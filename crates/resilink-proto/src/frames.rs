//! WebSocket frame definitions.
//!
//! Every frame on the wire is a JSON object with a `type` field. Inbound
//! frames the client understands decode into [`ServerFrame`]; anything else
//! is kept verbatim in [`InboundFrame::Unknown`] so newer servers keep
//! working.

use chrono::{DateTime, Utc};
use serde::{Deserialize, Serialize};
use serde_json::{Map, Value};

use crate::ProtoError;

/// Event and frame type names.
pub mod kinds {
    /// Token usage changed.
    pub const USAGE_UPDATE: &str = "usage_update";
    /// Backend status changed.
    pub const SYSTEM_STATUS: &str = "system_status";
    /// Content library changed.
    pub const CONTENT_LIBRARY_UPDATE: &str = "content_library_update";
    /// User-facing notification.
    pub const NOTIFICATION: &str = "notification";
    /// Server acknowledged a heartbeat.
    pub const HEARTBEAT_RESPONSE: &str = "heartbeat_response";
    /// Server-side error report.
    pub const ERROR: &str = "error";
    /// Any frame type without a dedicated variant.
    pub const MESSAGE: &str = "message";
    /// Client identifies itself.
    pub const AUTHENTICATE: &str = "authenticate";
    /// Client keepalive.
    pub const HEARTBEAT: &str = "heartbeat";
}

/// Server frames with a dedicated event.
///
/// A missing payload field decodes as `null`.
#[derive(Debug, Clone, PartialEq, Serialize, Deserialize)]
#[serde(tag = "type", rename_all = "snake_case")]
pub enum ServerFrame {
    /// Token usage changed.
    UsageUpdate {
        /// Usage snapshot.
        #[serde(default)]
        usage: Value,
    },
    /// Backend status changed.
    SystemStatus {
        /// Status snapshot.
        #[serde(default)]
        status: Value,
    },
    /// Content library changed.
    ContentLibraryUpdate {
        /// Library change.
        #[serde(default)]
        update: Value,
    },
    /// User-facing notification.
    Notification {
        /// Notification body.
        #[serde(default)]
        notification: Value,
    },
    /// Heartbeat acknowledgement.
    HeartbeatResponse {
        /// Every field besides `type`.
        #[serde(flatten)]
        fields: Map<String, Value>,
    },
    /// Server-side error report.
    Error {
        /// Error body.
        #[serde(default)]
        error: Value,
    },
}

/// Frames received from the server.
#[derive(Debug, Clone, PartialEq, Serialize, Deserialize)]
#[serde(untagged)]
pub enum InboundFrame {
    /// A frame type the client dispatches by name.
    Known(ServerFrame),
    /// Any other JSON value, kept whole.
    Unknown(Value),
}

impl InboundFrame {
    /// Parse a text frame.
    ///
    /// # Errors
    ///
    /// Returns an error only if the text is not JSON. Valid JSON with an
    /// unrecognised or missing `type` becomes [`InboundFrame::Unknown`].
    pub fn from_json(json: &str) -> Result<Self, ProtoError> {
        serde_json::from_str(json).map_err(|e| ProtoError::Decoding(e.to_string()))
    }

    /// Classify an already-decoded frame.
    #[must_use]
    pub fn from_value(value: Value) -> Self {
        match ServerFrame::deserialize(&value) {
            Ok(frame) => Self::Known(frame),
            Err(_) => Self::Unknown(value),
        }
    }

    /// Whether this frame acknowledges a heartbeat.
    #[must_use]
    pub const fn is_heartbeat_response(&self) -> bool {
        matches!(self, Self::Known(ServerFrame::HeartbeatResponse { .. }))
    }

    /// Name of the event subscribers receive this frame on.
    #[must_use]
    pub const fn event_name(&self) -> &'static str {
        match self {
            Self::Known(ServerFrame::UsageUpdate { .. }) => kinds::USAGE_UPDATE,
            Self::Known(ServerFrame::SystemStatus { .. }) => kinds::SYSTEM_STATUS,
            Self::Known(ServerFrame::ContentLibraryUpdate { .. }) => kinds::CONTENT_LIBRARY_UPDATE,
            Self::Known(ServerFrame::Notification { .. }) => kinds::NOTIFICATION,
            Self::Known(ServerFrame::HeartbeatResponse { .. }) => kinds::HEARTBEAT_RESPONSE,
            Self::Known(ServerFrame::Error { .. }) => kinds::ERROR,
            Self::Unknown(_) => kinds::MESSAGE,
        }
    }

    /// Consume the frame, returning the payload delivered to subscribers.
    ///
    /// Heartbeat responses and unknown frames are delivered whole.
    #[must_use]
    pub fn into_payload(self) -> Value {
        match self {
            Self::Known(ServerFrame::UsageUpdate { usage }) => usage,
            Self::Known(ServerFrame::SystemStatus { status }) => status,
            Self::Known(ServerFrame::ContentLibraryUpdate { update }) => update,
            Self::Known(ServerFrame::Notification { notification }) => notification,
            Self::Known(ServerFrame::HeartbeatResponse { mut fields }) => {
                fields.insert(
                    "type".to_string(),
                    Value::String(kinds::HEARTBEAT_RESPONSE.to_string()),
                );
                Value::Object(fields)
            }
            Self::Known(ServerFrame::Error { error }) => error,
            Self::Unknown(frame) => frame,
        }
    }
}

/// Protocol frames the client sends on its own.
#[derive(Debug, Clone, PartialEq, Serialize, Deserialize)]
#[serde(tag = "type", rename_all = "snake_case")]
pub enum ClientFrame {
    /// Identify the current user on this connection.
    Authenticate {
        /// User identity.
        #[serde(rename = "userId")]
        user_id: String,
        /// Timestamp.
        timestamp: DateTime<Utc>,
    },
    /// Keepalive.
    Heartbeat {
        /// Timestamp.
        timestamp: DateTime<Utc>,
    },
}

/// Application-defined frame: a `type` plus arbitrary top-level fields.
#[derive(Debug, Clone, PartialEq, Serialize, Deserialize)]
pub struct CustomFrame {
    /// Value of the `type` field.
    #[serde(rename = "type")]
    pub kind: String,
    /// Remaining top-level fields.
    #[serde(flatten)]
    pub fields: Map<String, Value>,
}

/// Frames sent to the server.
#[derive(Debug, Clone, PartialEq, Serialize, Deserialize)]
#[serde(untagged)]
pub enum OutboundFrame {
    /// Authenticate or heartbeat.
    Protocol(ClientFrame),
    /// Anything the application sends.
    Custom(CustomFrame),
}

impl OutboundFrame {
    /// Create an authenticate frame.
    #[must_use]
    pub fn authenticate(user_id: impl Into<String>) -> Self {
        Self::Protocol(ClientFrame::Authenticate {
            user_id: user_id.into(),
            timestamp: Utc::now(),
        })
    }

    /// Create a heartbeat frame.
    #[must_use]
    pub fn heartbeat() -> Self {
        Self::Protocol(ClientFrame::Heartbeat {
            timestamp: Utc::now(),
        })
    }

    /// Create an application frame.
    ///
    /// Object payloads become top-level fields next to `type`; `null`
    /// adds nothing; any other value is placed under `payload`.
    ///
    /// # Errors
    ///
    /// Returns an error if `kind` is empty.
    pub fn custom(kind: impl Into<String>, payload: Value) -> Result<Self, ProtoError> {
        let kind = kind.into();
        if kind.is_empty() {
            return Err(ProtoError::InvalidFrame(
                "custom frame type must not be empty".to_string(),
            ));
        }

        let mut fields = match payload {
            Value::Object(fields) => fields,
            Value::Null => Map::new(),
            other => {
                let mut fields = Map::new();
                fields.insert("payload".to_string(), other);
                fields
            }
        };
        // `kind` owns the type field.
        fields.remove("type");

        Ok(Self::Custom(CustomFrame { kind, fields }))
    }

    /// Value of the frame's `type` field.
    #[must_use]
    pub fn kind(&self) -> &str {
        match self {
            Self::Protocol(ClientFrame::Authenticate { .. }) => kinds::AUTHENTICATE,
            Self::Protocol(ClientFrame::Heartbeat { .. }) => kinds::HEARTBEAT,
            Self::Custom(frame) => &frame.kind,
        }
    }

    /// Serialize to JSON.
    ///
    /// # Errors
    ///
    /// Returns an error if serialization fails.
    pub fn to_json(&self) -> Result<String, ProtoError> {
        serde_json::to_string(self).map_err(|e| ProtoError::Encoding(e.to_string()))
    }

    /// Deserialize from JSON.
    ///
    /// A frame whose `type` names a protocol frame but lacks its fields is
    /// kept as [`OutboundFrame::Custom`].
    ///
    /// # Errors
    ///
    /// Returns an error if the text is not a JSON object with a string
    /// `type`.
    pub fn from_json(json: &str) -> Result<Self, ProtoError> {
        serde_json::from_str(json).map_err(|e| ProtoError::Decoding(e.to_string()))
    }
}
--
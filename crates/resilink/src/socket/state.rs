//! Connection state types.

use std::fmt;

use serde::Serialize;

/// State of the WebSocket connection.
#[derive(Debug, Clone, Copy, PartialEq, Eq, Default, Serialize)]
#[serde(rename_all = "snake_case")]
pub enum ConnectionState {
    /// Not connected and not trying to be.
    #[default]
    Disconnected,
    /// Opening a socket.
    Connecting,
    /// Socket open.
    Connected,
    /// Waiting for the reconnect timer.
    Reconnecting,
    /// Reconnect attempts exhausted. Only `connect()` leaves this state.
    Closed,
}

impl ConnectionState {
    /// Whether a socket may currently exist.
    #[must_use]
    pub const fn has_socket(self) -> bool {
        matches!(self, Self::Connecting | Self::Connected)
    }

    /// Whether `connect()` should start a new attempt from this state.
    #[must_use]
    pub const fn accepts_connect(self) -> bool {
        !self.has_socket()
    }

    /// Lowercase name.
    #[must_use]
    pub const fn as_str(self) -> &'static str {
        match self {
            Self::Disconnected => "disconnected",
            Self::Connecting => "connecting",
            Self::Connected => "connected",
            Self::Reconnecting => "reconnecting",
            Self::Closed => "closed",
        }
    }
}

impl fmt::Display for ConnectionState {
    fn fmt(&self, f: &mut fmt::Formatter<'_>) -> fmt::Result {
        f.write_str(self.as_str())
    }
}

Work required.
Report the count, and only the count, of lines in the records above that contain "dedicated".

Answer area.
2